Roger Federer tient à finir 2017 en beauté, après une pause pour soigner un dos qui lui a encore joué un mauvais tour entre Montréal et Flushing Meadows. «2017 n'est pas fini, il y a encore des choses à gagner, même si c'est vrai que tout ce qui arrive à partir de maintenant, c'est du bonus. (...) J'ai encore des objectifs d'ici la fin de l'année», a-t-il rappelé.

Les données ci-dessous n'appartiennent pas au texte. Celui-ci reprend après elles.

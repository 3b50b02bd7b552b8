//! Outcome classification for a single attempt.
//!
//! One send produces one [`Outcome`]. The rules, checked in priority order:
//!
//! 1. transport-level failure → retryable (`transport`)
//! 2. 5xx → retryable (`server-error`)
//! 3. 429 → retryable (`rate-limited`), carrying any parsable `Retry-After`
//! 4. 408 → retryable (`timeout`)
//! 5. any other non-2xx → terminal, surfaced to the caller as-is
//! 6. 2xx → success
//!
//! A malformed `Retry-After` header never fails classification; it is
//! treated as absent and the wait falls back to computed backoff.

use std::time::Duration;

use http::header::RETRY_AFTER;
use http::{HeaderMap, StatusCode};
use thiserror::Error;

use crate::request::{ApiResponse, TransportError};

/// Why a failed attempt is worth repeating. Carried into the exhaustion
/// error so the caller sees the last thing that went wrong.
#[derive(Debug, Clone, PartialEq, Eq, Error)]
pub enum FailureKind {
    /// The request never completed at the HTTP layer.
    #[error("transport: {0}")]
    Transport(String),
    /// The server answered 5xx.
    #[error("server-error: {0}")]
    Server(u16),
    /// The server answered 429.
    #[error("rate-limited")]
    RateLimited,
    /// The server answered 408.
    #[error("timeout")]
    Timeout,
}

/// Result of classifying one attempt.
#[derive(Debug)]
pub enum Outcome {
    /// 2xx: ends the loop with the response.
    Success(ApiResponse),
    /// Worth another attempt, with the server's wait hint if it sent one.
    Retryable { reason: FailureKind, retry_after: Option<Duration> },
    /// Non-retryable status: ends the loop, response surfaced to the caller.
    Terminal(ApiResponse),
}

/// Classify the result of one send.
pub fn classify(result: Result<ApiResponse, TransportError>) -> Outcome {
    let response = match result {
        Err(err) => {
            return Outcome::Retryable {
                reason: FailureKind::Transport(err.to_string()),
                retry_after: None,
            }
        }
        Ok(response) => response,
    };

    let status = response.status();
    if status.is_success() {
        Outcome::Success(response)
    } else if status.is_server_error() {
        Outcome::Retryable { reason: FailureKind::Server(status.as_u16()), retry_after: None }
    } else if status == StatusCode::TOO_MANY_REQUESTS {
        let retry_after = parse_retry_after(response.headers());
        Outcome::Retryable { reason: FailureKind::RateLimited, retry_after }
    } else if status == StatusCode::REQUEST_TIMEOUT {
        Outcome::Retryable { reason: FailureKind::Timeout, retry_after: None }
    } else {
        Outcome::Terminal(response)
    }
}

/// `Retry-After` as a non-negative integer count of seconds. Any other shape
/// (HTTP-date, negative, fractional, non-UTF-8) reads as absent.
pub fn parse_retry_after(headers: &HeaderMap) -> Option<Duration> {
    let raw = headers.get(RETRY_AFTER)?.to_str().ok()?;
    raw.trim().parse::<u64>().ok().map(Duration::from_secs)
}
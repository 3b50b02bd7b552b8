//! Per-request retry context.

use std::time::Duration;

/// Mutable state threaded through one logical request's retry loop and
/// discarded when the loop ends.
///
/// The only entry today is the server-provided `Retry-After` hint. Hints are
/// attempt-local: each retryable outcome replaces the hint (or clears it, if
/// the new outcome carried none) before the next wait is computed, so a stale
/// hint from two attempts ago never shapes a later delay.
#[derive(Debug, Clone, Default)]
pub struct RetryContext {
    retry_after: Option<Duration>,
}

impl RetryContext {
    pub fn new() -> Self {
        Self::default()
    }

    /// Record the hint observed on the latest attempt. Passing `None` clears
    /// any previous hint.
    pub fn set_retry_after(&mut self, hint: Option<Duration>) {
        self.retry_after = hint;
    }

    /// The wait the server asked for, if the latest attempt carried one.
    pub fn retry_after(&self) -> Option<Duration> {
        self.retry_after
    }
}

#[cfg(test)]
mod tests {
    use super::*;

    #[test]
    fn starts_without_a_hint() {
        assert_eq!(RetryContext::new().retry_after(), None);
    }

    #[test]
    fn later_outcomes_replace_or_clear_the_hint() {
        let mut ctx = RetryContext::new();
        ctx.set_retry_after(Some(Duration::from_secs(10)));
        assert_eq!(ctx.retry_after(), Some(Duration::from_secs(10)));

        ctx.set_retry_after(Some(Duration::from_secs(3)));
        assert_eq!(ctx.retry_after(), Some(Duration::from_secs(3)));

        ctx.set_retry_after(None);
        assert_eq!(ctx.retry_after(), None);
    }
}
//! Randomization of computed backoff delays.
//!
//! A fleet of daemons retrying in lockstep hits the server in waves; jitter
//! spreads them out. Server-provided `Retry-After` hints are never jittered
//! (the server asked for an exact wait), and the standard retrying policy
//! defaults to [`Jitter::None`] so its backoff stays deterministic.

use rand::Rng;
use std::time::Duration;

/// Jitter strategy applied to computed delays.
#[derive(Debug, Clone, Copy, Default, PartialEq, Eq)]
pub enum Jitter {
    /// Use the computed delay as-is.
    #[default]
    None,
    /// Uniform in `[0, delay]`.
    Full,
    /// Uniform in `[delay / 2, delay]`, keeping a floor under the wait.
    Equal,
}

impl Jitter {
    /// Randomize `delay` with the thread-local RNG.
    pub fn apply(self, delay: Duration) -> Duration {
        let mut rng = rand::rng();
        self.apply_with_rng(delay, &mut rng)
    }

    /// Randomize `delay` with a caller-supplied RNG, for deterministic tests.
    pub fn apply_with_rng<R: Rng>(self, delay: Duration, rng: &mut R) -> Duration {
        // Millisecond precision; saturate absurdly large delays.
        let millis = u64::try_from(delay.as_millis()).unwrap_or(u64::MAX);
        if millis == 0 {
            return Duration::ZERO;
        }
        match self {
            Jitter::None => delay,
            Jitter::Full => Duration::from_millis(rng.random_range(0..=millis)),
            Jitter::Equal => Duration::from_millis(rng.random_range(millis / 2..=millis)),
        }
    }
}

#[cfg(test)]
mod tests {
    use super::*;
    use rand::rngs::StdRng;
    use rand::SeedableRng;

    #[test]
    fn none_passes_the_delay_through() {
        assert_eq!(Jitter::None.apply(Duration::from_millis(250)), Duration::from_millis(250));
    }

    #[test]
    fn full_stays_within_bounds() {
        let mut rng = StdRng::seed_from_u64(7);
        for _ in 0..100 {
            let jittered = Jitter::Full.apply_with_rng(Duration::from_millis(400), &mut rng);
            assert!(jittered <= Duration::from_millis(400));
        }
    }

    #[test]
    fn equal_keeps_half_the_delay_as_floor() {
        let mut rng = StdRng::seed_from_u64(7);
        for _ in 0..100 {
            let jittered = Jitter::Equal.apply_with_rng(Duration::from_millis(400), &mut rng);
            assert!(jittered >= Duration::from_millis(200));
            assert!(jittered <= Duration::from_millis(400));
        }
    }

    #[test]
    fn zero_delay_is_left_alone() {
        assert_eq!(Jitter::Full.apply(Duration::ZERO), Duration::ZERO);
        assert_eq!(Jitter::Equal.apply(Duration::ZERO), Duration::ZERO);
    }
}
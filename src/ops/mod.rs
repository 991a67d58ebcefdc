//! Variable Operations
//!
//! The request semantics applied to a [`Tree`](crate::tree::Tree).
//!
//! ## Operations
//! - `get`: leaf value, or a standalone copy of a directory
//! - `set`: scalar leaf write, or a deep merge of a JSON object
//! - `value_replace`: tree-wide exact-match rewrite of leaf values
//! - `substitute`: substring replacement inside one leaf
//!
//! Every operation is a plain function over the tree. Locking and mirror
//! upkeep belong to [`StateStore`](crate::state::StateStore).

mod get;
mod set;
mod replace;
mod substitute;

pub use get::get;
pub use set::{set, SetPayload};
pub use replace::{replace_all, value_replace, ReplaceReport, Replacement, ENV_SENTINEL};
pub use substitute::substitute;
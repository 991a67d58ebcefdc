//! Protocol Module
//!
//! Request and response shapes exchanged with the transport layer.
//!
//! ## Request Format
//! ```text
//! { "action": "internalctl",
//!   "meta": { "var": <path>, "get" | "set" | "valueReplace": <value> } }
//! ```
//!
//! ## Response Format
//! ```text
//! { "status": <bool>, "d_ret": <result mapping> }
//! ```
//!
//! ### Result Mappings
//! - get:          `{var: value}` or the nested directory contents
//! - set:          `{var: value}` or the merged object
//! - valueReplace: `{status, l_fileChanged, hits}`

mod request;
mod response;

pub use request::{Operator, VarRequest, ACTION_INTERNALCTL, OPERATOR_KEYS};
pub use response::Response;
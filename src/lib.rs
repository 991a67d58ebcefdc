//! # statetree
//!
//! A process-wide hierarchical state tree with:
//! - Filesystem-like paths (`/this/verbosity`)
//! - JSON snapshot load/save
//! - `get` / `set` / `valueReplace` requests answered as `{status, d_ret}`
//! - Single-writer/multi-reader concurrency model
//!
//! ## Architecture Overview
//!
//! ```text
//! ┌─────────────────────────────────────────────────────────────┐
//! │                  Transport (caller-owned)                    │
//! │              decodes {"action", "meta"} JSON                 │
//! └─────────────────────┬───────────────────────────────────────┘
//!                       │
//! ┌─────────────────────▼───────────────────────────────────────┐
//! │                      Dispatcher                              │
//! │        (validate meta → one operator → envelope)             │
//! └─────────────────────┬───────────────────────────────────────┘
//!                       │
//! ┌─────────────────────▼───────────────────────────────────────┐
//! │                      StateStore                              │
//! │            (Single Writer / Multi Reader)                    │
//! └─────────────────────┬───────────────────────────────────────┘
//!                       │
//!          ┌────────────┴────────────┐
//!          │                         │
//!          ▼                         ▼
//!   ┌─────────────┐          ┌─────────────┐
//!   │  ops (get,  │─────────▶│    Tree     │
//!   │ set, replace)│         │  (RwLock)   │
//!   └─────────────┘          └──────┬──────┘
//!                                   │
//!                                   ▼
//!                           ┌─────────────┐
//!                           │   Mirror    │
//!                           │   (JSON)    │
//!                           └─────────────┘
//! ```

// =============================================================================
// Module Declarations
// =============================================================================

pub mod error;
pub mod config;

pub mod tree;
pub mod ops;
pub mod protocol;
pub mod state;
pub mod dispatch;

// =============================================================================
// Public API Re-exports
// =============================================================================

pub use error::{StateError, Result};
pub use config::Config;
pub use dispatch::Dispatcher;
pub use state::StateStore;
pub use tree::Tree;

// =============================================================================
// Version Info
// =============================================================================

/// Current version of statetree
pub const VERSION: &str = env!("CARGO_PKG_VERSION");
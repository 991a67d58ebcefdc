//! Response definitions
//!
//! Every reply is `{status, d_ret}`. The only shape without `d_ret` is the
//! answer to an empty request.

use serde::{Deserialize, Serialize};
use serde_json::{Map, Value};

/// A response envelope
#[derive(Debug, Clone, PartialEq, Serialize, Deserialize)]
pub struct Response {
    /// Whether the request was valid and the operation succeeded
    pub status: bool,

    /// Operation result mapping
    #[serde(default, skip_serializing_if = "Option::is_none")]
    pub d_ret: Option<Value>,
}

impl Response {
    /// Create a successful response
    pub fn ok(d_ret: Value) -> Self {
        Self {
            status: true,
            d_ret: Some(d_ret),
        }
    }

    /// Create a failed response with an empty result mapping
    pub fn failed() -> Self {
        Self {
            status: false,
            d_ret: Some(Value::Object(Map::new())),
        }
    }

    /// Create the bare `{status: false}` reply to an empty request
    pub fn bare() -> Self {
        Self {
            status: false,
            d_ret: None,
        }
    }

    pub fn to_json(&self) -> Value {
        let mut out = Map::new();
        out.insert("status".to_string(), Value::Bool(self.status));
        if let Some(d_ret) = &self.d_ret {
            out.insert("d_ret".to_string(), d_ret.clone());
        }
        Value::Object(out)
    }
}
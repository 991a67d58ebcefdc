//! Tree nodes
//!
//! A node is either a leaf holding one string or a directory of named
//! children. Children are kept in a BTreeMap so listings and traversals
//! come out in name order.

use std::collections::BTreeMap;

use serde_json::{Map, Value};

use crate::error::{Result, StateError};

use super::path::is_segment;

/// A single node in the state tree
#[derive(Debug, Clone, PartialEq, Eq)]
pub enum Node {
    /// A string value, no children
    Leaf(String),

    /// Named children, no value
    Dir(Dir),
}

impl Node {
    pub fn is_leaf(&self) -> bool {
        matches!(self, Node::Leaf(_))
    }

    pub fn is_dir(&self) -> bool {
        matches!(self, Node::Dir(_))
    }

    /// Build a node from JSON.
    ///
    /// Objects become directories and strings become leaves. Every other
    /// value is stored as its JSON text, except `null` which becomes "".
    /// Fails on any key, at any depth, that is not a single path segment.
    pub fn from_json(value: &Value) -> Result<Node> {
        Ok(match value {
            Value::Object(map) => Node::Dir(Dir::from_map(map)?),
            Value::String(s) => Node::Leaf(s.clone()),
            Value::Null => Node::Leaf(String::new()),
            other => Node::Leaf(other.to_string()),
        })
    }

    pub fn to_json(&self) -> Value {
        match self {
            Node::Leaf(value) => Value::String(value.clone()),
            Node::Dir(dir) => dir.to_json(),
        }
    }
}

/// A directory node
#[derive(Debug, Clone, Default, PartialEq, Eq)]
pub struct Dir {
    children: BTreeMap<String, Node>,
}

impl Dir {
    pub fn new() -> Self {
        Self::default()
    }

    pub fn from_map(map: &Map<String, Value>) -> Result<Self> {
        let children = map
            .iter()
            .map(|(name, value)| {
                if !is_segment(name) {
                    return Err(StateError::InvalidSetPayload(format!(
                        "key {:?} is not a single path segment",
                        name
                    )));
                }
                Ok((name.clone(), Node::from_json(value)?))
            })
            .collect::<Result<_>>()?;
        Ok(Self { children })
    }

    pub fn to_json(&self) -> Value {
        Value::Object(self.to_map())
    }

    pub fn to_map(&self) -> Map<String, Value> {
        self.children
            .iter()
            .map(|(name, node)| (name.clone(), node.to_json()))
            .collect()
    }

    pub fn get(&self, name: &str) -> Option<&Node> {
        self.children.get(name)
    }

    pub fn get_mut(&mut self, name: &str) -> Option<&mut Node> {
        self.children.get_mut(name)
    }

    pub fn insert(&mut self, name: impl Into<String>, node: Node) -> Option<Node> {
        self.children.insert(name.into(), node)
    }

    pub fn children(&self) -> impl Iterator<Item = (&String, &Node)> {
        self.children.iter()
    }

    pub fn children_mut(&mut self) -> impl Iterator<Item = (&String, &mut Node)> {
        self.children.iter_mut()
    }

    /// Names of the leaves directly inside this directory
    pub fn leaf_names(&self) -> Vec<String> {
        self.children
            .iter()
            .filter(|(_, node)| node.is_leaf())
            .map(|(name, _)| name.clone())
            .collect()
    }

    /// Names of the directories directly inside this directory
    pub fn dir_names(&self) -> Vec<String> {
        self.children
            .iter()
            .filter(|(_, node)| node.is_dir())
            .map(|(name, _)| name.clone())
            .collect()
    }

    pub fn len(&self) -> usize {
        self.children.len()
    }

    pub fn is_empty(&self) -> bool {
        self.children.is_empty()
    }

    pub(crate) fn entry_or_dir(&mut self, name: &str) -> &mut Node {
        self.children
            .entry(name.to_string())
            .or_insert_with(|| Node::Dir(Dir::new()))
    }
}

A son programme figure donc la première édition de la Laver Cup, compétition par équipes où il sera associé à Rafael Nadal fin septembre à Prague, puis des escales à Shanghaï, Bâle, «son» tournoi de coeur, et le dernier Masters 1000 de l'année à Paris, avant le Masters londonien en novembre.

Même si ce n'est pas une priorité affichée («Je vivrai bien sans être N.1 cette année»), Roger Federer peut même encore espérer détrôner Rafael Nadal, même si l'Espagnol peut prendre le large en cas de titre dimanche. «Dans l'immédiat, j'ai besoin de repos, de repartir à l'entraînement. Mais je suis optimiste pour la fin de saison, surtout qu'en règle générale, c'est une période où je joue très bien», a-t-il lancé, avec appétit, avant de quitter New York.